Once you find the line containing "is implicitly converted.", please retype it and every line after it to the end of the entries, exactly and with nothing added.

* Excerpted records *
↓
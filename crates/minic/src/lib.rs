//! minic - front end for a small C-like language
//!
//! This library turns source text into an annotated syntax tree: it
//! resolves identifiers, infers and checks types, and inserts explicit
//! conversion nodes where a value is implicitly converted.
//!
//! ## Architecture
//!
//! The crate is organized into:
//! - **Common** (`common/`): Shared infrastructure (errors, spans, line map)
//! - **Types** (`types/`): Primitive and function types, conversion and
//!   operator compatibility tables
//! - **Frontend** (`frontend/`): Lexer, parser, AST arena and semantic
//!   analysis
//! - **Driver** (`driver/`): Pipeline glue used by the command-line tool

pub mod common;
pub mod types;
pub mod frontend;
pub mod driver;

// Re-exports for convenience
pub use common::{CompileError, CompileResult, DiagnosticReporter, Position, SemanticError, SemanticErrorKind, Span};
pub use driver::Pipeline;
pub use frontend::{dump, parse, prepare_global_scope, semantic_check, Ast, FrontendConfig, NodeId, NodeKind, Scope};
pub use types::{DataType, PrimitiveType};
↑
* Result for this task *
//! conversion nodes where a value is implicitly converted.
//!
//! ## Architecture
//!
//! The crate is organized into:
//! - **Common** (`common/`): Shared infrastructure (errors, spans, line map)
//! - **Types** (`types/`): Primitive and function types, conversion and
//!   operator compatibility tables
//! - **Frontend** (`frontend/`): Lexer, parser, AST arena and semantic
//!   analysis
//! - **Driver** (`driver/`): Pipeline glue used by the command-line tool

pub mod common;
pub mod types;
pub mod frontend;
pub mod driver;

// Re-exports for convenience
pub use common::{CompileError, CompileResult, DiagnosticReporter, Position, SemanticError, SemanticErrorKind, Span};
pub use driver::Pipeline;
pub use frontend::{dump, parse, prepare_global_scope, semantic_check, Ast, FrontendConfig, NodeId, NodeKind, Scope};
pub use types::{DataType, PrimitiveType};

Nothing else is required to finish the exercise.